Kudos review: A novel of ideas, people and stories

Rachel Cusk’s tales is intelligent, original in form and content, and brilliantly engaging

This book confirms Rachel Cusk as one of the most interesting contemporary writers. Photograph: Leon Neal/AFP/Getty Images
This book confirms Rachel Cusk as one of the most interesting contemporary writers. Photograph: Leon Neal/AFP/Getty Images
Kudos
Kudos
Author: Rachel Cusk
ISBN-13: 978-0571346646
Publisher: Faber
Guideline Price: £16.99

Faye is a writer, and a gifted listener. Almost everyone she meets confides their secret history to her. Kudos charts her travels from the US to a writer's conference somewhere in Europe, and the novel consists of the stories a variety of random characters tell her.

Written in a formal literary prose, the voice reminds me of the style of say W.E.Sebald, or perhaps Kafka in translation. The stories are largely related in indirect speech so the narrator's voice is dominant. Cusk's technique has been rightly heralded as ground breaking and novel – "Of her efforts to expose the illusions of fiction and of life, she may have discovered the most genuine way to write a novel today", Ruth Franklin wrote of one of her previous books. Indeed, the novel has a unique form and voice, even though the device of a travelling writer meeting characters who tell him their life stories is time honoured. Somerset Maugham used it frequently in his short stories. And it's not a million miles from what Geoffrey Chaucer does in The Canterbury Tales – perhaps he discovered the most genuine way to write a novel in the 14th century.

Vague

The setting is deliberately, unsettlingly, vague. No specific town or country is named. We are somewhere or anywhere in literary Europe, a grey set against which the characters stand out the more clearly. These people are eccentric, opinionated, and highly articulate. Faye introduces every one of them with a colourful physical description: “She was a tiny sinewy woman with a childlike body and a large bony, sagacious face in which the big heavy-lidded eyes had an almost reptilian patience, occasionally slowly blinking.”

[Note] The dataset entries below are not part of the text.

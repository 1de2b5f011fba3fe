//! Client-side validation of a beneficiary record.
//!
//! [`validate`] is pure and total: it evaluates every rule against the
//! record and reports at most one message per field. A record may be
//! submitted only when the returned map is empty.

use std::{collections::BTreeMap, sync::LazyLock};

use regex::Regex;

use crate::{
  beneficiary::Beneficiary,
  field::{Field, REQUIRED},
  mask,
};

pub const MSG_REQUIRED: &str = "This field is required";
pub const MSG_CPF: &str = "CPF must have 11 digits";
pub const MSG_EMAIL: &str = "Invalid email";
pub const MSG_CEP: &str = "CEP must have 8 digits";
pub const MSG_RELATIONSHIP: &str = "Relationship is required for dependents";
pub const MSG_POLICYHOLDER: &str = "Policyholder is required for dependents";

static EMAIL: LazyLock<Regex> = LazyLock::new(|| {
  Regex::new(r"\S+@\S+\.\S+").expect("email pattern is valid")
});

/// Validation messages keyed by field.
pub type FieldErrors = BTreeMap<Field, String>;

pub fn validate(record: &Beneficiary) -> FieldErrors {
  let mut errors = FieldErrors::new();

  for field in REQUIRED {
    if record.get(field).trim().is_empty() {
      errors.insert(field, MSG_REQUIRED.to_owned());
    }
  }

  if !record.cpf.is_empty() && mask::digits(&record.cpf).len() != 11 {
    errors.insert(Field::Cpf, MSG_CPF.to_owned());
  }

  if !record.email.is_empty() && !EMAIL.is_match(&record.email) {
    errors.insert(Field::Email, MSG_EMAIL.to_owned());
  }

  if !record.cep.is_empty() && mask::digits(&record.cep).len() != 8 {
    errors.insert(Field::Cep, MSG_CEP.to_owned());
  }

  if record.is_dependent() {
    if record.relationship.is_empty() {
      errors.insert(Field::Relationship, MSG_RELATIONSHIP.to_owned());
    }
    if record.policyholder_id.is_empty() {
      errors.insert(Field::PolicyholderId, MSG_POLICYHOLDER.to_owned());
    }
  }

  errors
}

#[cfg(test)]
pub(crate) mod tests {
  use super::*;

  /// A record that passes every rule.
  pub(crate) fn complete() -> Beneficiary {
    let mut b = Beneficiary::draft();
    b.full_name = "Maria da Silva".into();
    b.birth_date = "1990-05-10".into();
    b.sex = "F".into();
    b.cpf = "123.456.789-01".into();
    b.rg = "123456789".into();
    b.rg_issuer = "SSP".into();
    b.rg_issue_date = "2008-02-01".into();
    b.mother_name = "Ana da Silva".into();
    b.marital_status = "Casado".into();
    b.street = "Avenida Paulista".into();
    b.street_number = "1000".into();
    b.neighborhood = "Bela Vista".into();
    b.city = "São Paulo".into();
    b.state_code = "SP".into();
    b.cep = "01310-100".into();
    b.mobile = "(11) 98765-4321".into();
    b.email = "maria@example.com".into();
    b.plan = "Plano Básico".into();
    b.coverage_start = "2024-01-01".into();
    b.card_number = "CARD-00001".into();
    b.enrollment_date = "2024-01-01".into();
    b
  }

  #[test]
  fn complete_record_is_valid() {
    assert!(validate(&complete()).is_empty());
  }

  #[test]
  fn each_missing_required_field_is_reported_alone() {
    for field in REQUIRED {
      let mut b = complete();
      b.set(field, "");
      let errors = validate(&b);
      assert_eq!(errors.len(), 1, "{field:?}: {errors:?}");
      assert_eq!(errors[&field], MSG_REQUIRED);
    }
  }

  #[test]
  fn whitespace_only_counts_as_missing() {
    let mut b = complete();
    b.city = "   ".into();
    assert_eq!(validate(&b)[&Field::City], MSG_REQUIRED);
  }

  #[test]
  fn cpf_needs_eleven_digits() {
    let mut b = complete();
    b.cpf = "123.456.789-0".into();
    assert_eq!(validate(&b)[&Field::Cpf], MSG_CPF);
    b.cpf = "12345678901".into();
    assert!(validate(&b).is_empty());
  }

  #[test]
  fn email_shape() {
    let mut b = complete();
    for bad in ["maria", "maria@example", "@.", "maria@.com"] {
      b.email = bad.into();
      assert_eq!(validate(&b).get(&Field::Email).map(String::as_str), Some(MSG_EMAIL), "{bad}");
    }
    b.email = "a@b.c".into();
    assert!(validate(&b).is_empty());
  }

  #[test]
  fn cep_needs_eight_digits() {
    let mut b = complete();
    b.cep = "0131-010".into();
    assert_eq!(validate(&b)[&Field::Cep], MSG_CEP);
    b.cep = "01310100".into();
    assert!(validate(&b).is_empty());
  }

  #[test]
  fn dependent_requires_relationship_and_policyholder() {
    let mut b = complete();
    b.kind = "Dependente".into();
    let errors = validate(&b);
    assert_eq!(errors.len(), 2);
    assert_eq!(errors[&Field::Relationship], MSG_RELATIONSHIP);
    assert_eq!(errors[&Field::PolicyholderId], MSG_POLICYHOLDER);

    b.relationship = "Filho(a)".into();
    b.policyholder_id = "12".into();
    assert!(validate(&b).is_empty());
  }

  #[test]
  fn policyholder_ignores_dependent_fields() {
    let b = complete();
    assert!(b.relationship.is_empty());
    assert!(validate(&b).is_empty());
  }
}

The contrast between the absence of background and the graphic descriptions of bodies highlights the point: people and their stories are what matters. They talk about themselves, about art and literature, sorrow and joy, justice. Brexit gets a mention. Naturally, since the setting is a literary festival, much of the conversation is about writing and the literary world: “She had attended my event this afternoon, she added, and had been struck as she so often was by the inferiority of these occasions to the work that their subject, which seemed to be circled with increasing aimlessness and never penetrated… The purpose of festivals like this one had become less and less clear to her.”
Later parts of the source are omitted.